Five months had gone by and he had no reason to regret his decision. He prepared the soil for growing strawberries and raspberries; he hired a well digger. Since he was beginning to learn for the first time in his life what it was like to feel, another furrow grew deep among his feelings. This meant, approximately, that his amorphous dead mother whispered to him, telling him what he should do. After close to thirty years of silence, his mother now spoke as a guardian spirit, from which he concluded that this guardian spirit had always been standing by him because it had no other place. Neither of them had any other place. Even if they had put away his miserable kid brother, they wouldn’t have done anything bad. As if he were saying, laughing hard, in that case I wouldn’t have been fucking around with his wife. In retrospect he regretted not having had that lecherous woman in his life. It seemed that his brother had to stay alive if only for this reason. He had a better time with her than with his own wife. Considering one’s entire life one deserves this much. This was the thought that strengthened him in his final verdict against his wife. Sometimes she tried, made an effort, and sometimes she didn’t, but what could be done if they had no understanding between them.

And that, after all, is painful for a man too.
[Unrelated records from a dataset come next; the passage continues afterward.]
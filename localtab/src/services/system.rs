//! System service
//!
//! Singleton settings stored under fixed keys in the `system` collection:
//! the selected search engine and the background image record. Image
//! bytes go to the blob store.

use crate::config::{BACKGROUND_IMAGE_KEY, IMAGE_MIME_PREFIX, SEARCH_ENGINE_KEY};
use crate::database::{BackgroundImage, Collection, Repository, SearchEngine};
use crate::error::{AppError, Result};
use crate::storage::BlobStore;
use url::Url;
use uuid::Uuid;

/// Service for system settings
#[derive(Clone)]
pub struct SystemService {
    repo: Repository,
    blob_store: BlobStore,
}

impl SystemService {
    pub fn new(repo: Repository, blob_store: BlobStore) -> Self {
        Self { repo, blob_store }
    }

    /// Persist the default search engine if none is stored
    pub async fn init(&self) -> Result<()> {
        if self.get_search_engine().await?.is_none() {
            self.update_search_engine(SearchEngine::default()).await?;
            tracing::info!("Search engine defaulted to {:?}", SearchEngine::default());
        }
        Ok(())
    }

    pub async fn get_search_engine(&self) -> Result<Option<SearchEngine>> {
        self.repo.get(Collection::System, SEARCH_ENGINE_KEY).await
    }

    pub async fn update_search_engine(&self, engine: SearchEngine) -> Result<()> {
        self.repo
            .put_with_key(Collection::System, SEARCH_ENGINE_KEY, &engine)
            .await?;
        tracing::info!("Search engine set to {:?}", engine);
        Ok(())
    }

    /// Store a new background image; returns its freshly minted id
    pub async fn save_background_image(&self, data: &[u8], mime_type: &str) -> Result<String> {
        let id = Uuid::new_v4().to_string();
        self.restore_background_image(&id, data, mime_type).await?;
        Ok(id)
    }

    /// Store a background image under a known id (used by import)
    pub async fn restore_background_image(&self, id: &str, data: &[u8], mime_type: &str) -> Result<()> {
        validate_image_mime(mime_type)?;

        let previous = self.get_background_image().await?;
        let blob_hash = self.blob_store.write(data).await?;

        let record = BackgroundImage {
            id: id.to_string(),
            blob_hash,
            mime_type: mime_type.to_string(),
            size: data.len() as u64,
        };
        self.repo
            .put_with_key(Collection::System, BACKGROUND_IMAGE_KEY, &record)
            .await?;

        if let Some(previous) = previous.filter(|p| p.blob_hash != record.blob_hash) {
            self.blob_store.delete(&previous.blob_hash).await?;
        }

        tracing::info!("Saved background image {} ({} bytes)", record.id, record.size);
        Ok(())
    }

    /// The stored record; its `id` changes on every save
    pub async fn get_background_image(&self) -> Result<Option<BackgroundImage>> {
        self.repo.get(Collection::System, BACKGROUND_IMAGE_KEY).await
    }

    /// The stored record with its bytes
    pub async fn read_background_image(&self) -> Result<Option<(BackgroundImage, Vec<u8>)>> {
        match self.get_background_image().await? {
            Some(record) => {
                let data = self.blob_store.read(&record.blob_hash).await?;
                Ok(Some((record, data)))
            }
            None => Ok(None),
        }
    }

    /// `file://` URL of the stored image bytes, for renderers that load by URL
    pub async fn background_image_url(&self) -> Result<Option<String>> {
        let Some(record) = self.get_background_image().await? else {
            return Ok(None);
        };

        let path = self.blob_store.path_of(&record.blob_hash)?;
        let path = if path.is_absolute() {
            path
        } else {
            std::env::current_dir()?.join(path)
        };
        let url = Url::from_file_path(&path).map_err(|_| {
            AppError::BlobStore(format!("Blob path is not a valid file URL: {:?}", path))
        })?;
        Ok(Some(url.to_string()))
    }

    pub async fn delete_background_image(&self) -> Result<()> {
        let previous = self.get_background_image().await?;
        self.repo.delete(Collection::System, BACKGROUND_IMAGE_KEY).await?;

        if let Some(previous) = previous {
            self.blob_store.delete(&previous.blob_hash).await?;
            tracing::info!("Deleted background image {}", previous.id);
        }
        Ok(())
    }

    pub async fn has_background_image(&self) -> Result<bool> {
        Ok(self.get_background_image().await?.is_some())
    }
}

/// Background images must carry an `image/*` mime type
pub fn validate_image_mime(mime_type: &str) -> Result<()> {
    if mime_type.starts_with(IMAGE_MIME_PREFIX) {
        Ok(())
    } else {
        Err(AppError::Validation(format!(
            "Only image files are supported, got '{}'",
            mime_type
        )))
    }
}
//! Links service
//!
//! Quick links grouped by category. Each category keeps its own dense
//! `sort` sequence over its links, so every mutation that removes or moves
//! a link re-ranks the remaining siblings.

use crate::database::{Collection, Link, LinkDraft, Repository};
use crate::error::{AppError, Result};
use crate::services::ordering;
use url::Url;

/// Service for managing links
#[derive(Clone)]
pub struct LinksService {
    repo: Repository,
}

impl LinksService {
    pub fn new(repo: Repository) -> Self {
        Self { repo }
    }

    /// Get a link by ID
    pub async fn get_link(&self, id: &str) -> Result<Option<Link>> {
        self.repo.get(Collection::Link, id).await
    }

    /// All links, unordered
    pub async fn get_all_links(&self) -> Result<Vec<Link>> {
        self.repo.get_all(Collection::Link).await
    }

    /// Batch lookup; unknown ids are skipped
    pub async fn get_links_by_ids(&self, ids: &[String]) -> Result<Vec<Link>> {
        self.repo.get_many(Collection::Link, ids).await
    }

    /// Links of one category, ascending by `sort`
    pub async fn get_links_by_parent(&self, parent_id: &str) -> Result<Vec<Link>> {
        let mut links: Vec<Link> = self
            .get_all_links()
            .await?
            .into_iter()
            .filter(|link| link.parent_id == parent_id)
            .collect();

        links.sort_by_key(|link| link.sort);
        Ok(links)
    }

    /// Number of links in one category
    pub async fn get_link_count(&self, parent_id: &str) -> Result<usize> {
        Ok(self.get_links_by_parent(parent_id).await?.len())
    }

    /// Create a link, or update it when `draft.id` names an existing one.
    ///
    /// Unset `sort` keeps the existing rank, or appends to the end of the
    /// parent's links. A link moved to another parent is appended there and
    /// its old siblings are re-ranked.
    pub async fn upsert_link(&self, draft: LinkDraft) -> Result<Link> {
        if let Some(url) = draft.url.as_deref().filter(|url| !url.is_empty()) {
            validate_url(url)?;
        }

        let existing = match draft.id.as_deref() {
            Some(id) => self.get_link(id).await?,
            None => None,
        };

        let parent_id = draft.resolved_parent_id(existing.as_ref());
        let previous_parent = existing
            .as_ref()
            .filter(|link| link.parent_id != parent_id)
            .map(|link| link.parent_id.clone());

        let sort = match (draft.sort, existing.as_ref()) {
            (Some(sort), _) => sort,
            (None, Some(link)) if previous_parent.is_none() => link.sort,
            _ => self.get_link_count(&parent_id).await?,
        };

        let link = draft.merge(existing.as_ref(), sort);
        self.repo.put(Collection::Link, &link).await?;

        match existing {
            Some(_) => tracing::debug!("Updated link: {}", link.id),
            None => tracing::info!("Created link: {} in {}", link.id, link.parent_id),
        }

        if let Some(old_parent) = previous_parent {
            tracing::info!("Moved link {} from {} to {}", link.id, old_parent, link.parent_id);
            self.compact_order(&old_parent).await?;
        }

        Ok(link)
    }

    /// Delete a link, optionally closing the gap it leaves in its parent.
    ///
    /// Returns `false` when the link was not found among `parent_id`'s
    /// links; the delete still runs and nothing is re-ranked.
    pub async fn delete_link(&self, parent_id: &str, id: &str, reindex_siblings: bool) -> Result<bool> {
        let siblings = self.get_links_by_parent(parent_id).await?;

        let Some(position) = siblings.iter().position(|link| link.id == id) else {
            tracing::warn!("Link {} not found under {}, skipping reindex", id, parent_id);
            self.repo.delete(Collection::Link, id).await?;
            return Ok(false);
        };

        self.repo.delete(Collection::Link, id).await?;

        if reindex_siblings {
            let mut remaining = siblings;
            remaining.remove(position);
            let changed = ordering::compact(remaining);
            self.repo.put_many(Collection::Link, &changed).await?;
        }

        tracing::info!("Deleted link: {}", id);
        Ok(true)
    }

    /// Delete every link of a category without re-ranking.
    ///
    /// Returns the number of links removed.
    pub async fn delete_links_by_parent(&self, parent_id: &str) -> Result<usize> {
        let ids: Vec<String> = self
            .get_all_links()
            .await?
            .into_iter()
            .filter(|link| link.parent_id == parent_id)
            .map(|link| link.id)
            .collect();

        self.repo.delete_many(Collection::Link, &ids).await?;

        tracing::info!("Deleted {} links of {}", ids.len(), parent_id);
        Ok(ids.len())
    }

    /// Drag-and-drop reorder within one category
    pub async fn update_link_order(&self, parent_id: &str, drag_index: usize, hover_index: usize) -> Result<()> {
        if drag_index == hover_index {
            return Ok(());
        }

        let links = self.get_links_by_parent(parent_id).await?;
        let changed = ordering::reorder(&links, drag_index, hover_index)?;
        self.repo.put_many(Collection::Link, &changed).await?;

        tracing::debug!(
            "Reordered links of {}: {} -> {} ({} updated)",
            parent_id,
            drag_index,
            hover_index,
            changed.len()
        );
        Ok(())
    }

    /// Rewrite `sort` to `0..n-1` for one category; returns links rewritten
    pub async fn compact_order(&self, parent_id: &str) -> Result<usize> {
        let links = self.get_links_by_parent(parent_id).await?;
        let changed = ordering::compact(links);
        self.repo.put_many(Collection::Link, &changed).await?;

        if !changed.is_empty() {
            tracing::info!("Compacted {} link ranks in {}", changed.len(), parent_id);
        }
        Ok(changed.len())
    }
}

/// Prefix `https://` when the user typed no http(s) scheme
pub fn normalize_url(input: &str) -> String {
    let trimmed = input.trim();
    if trimmed.starts_with("http://") || trimmed.starts_with("https://") {
        trimmed.to_string()
    } else {
        format!("https://{}", trimmed)
    }
}

/// URLs must be absolute and well-formed
fn validate_url(url: &str) -> Result<()> {
    Url::parse(url)
        .map(|_| ())
        .map_err(|e| AppError::Validation(format!("Invalid URL '{}': {}", url, e)))
}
At the same time another thought made him equally uncertain. Ever since his hearing had sharpened, this other thought also deepened the bluntly aching furrows in the place of silenced memories. As if he had not chosen the right place for himself. As if throughout a lifetime his wife had been doing with his son what his own mother had done with him. That is how his fate caught up with him. He did not regret his decision, he tried not to regret anything; the prices of strawberries and blueberries will be good, but now he heard sounds of the last thirty years coming too close. His fate had him in a double bind. The distance that had seemed, from the other side of the river, looking out from behind the high prison walls, infinitely far and unreachable seemed but a stone’s throw away when looked at under an open sky. From the other shore freedom had seemed different from what it seemed to be here. For ten years he had been preparing for retirement, he’d bought this abandoned fruit orchard in the Tótfalu area seven years ago, it took two years to build his house on his days off, and the more he insisted to himself that he hadn’t erred, that he couldn’t have made an enormous mistake, the stronger his doubts became. He now received what his kid brother and father had received from the mutual protective alliance forged between him and his mother. Still, the unpleasant feelings had a pleasant side. He could not help hearing those insinuating snatches of sound from which he at last had freed himself.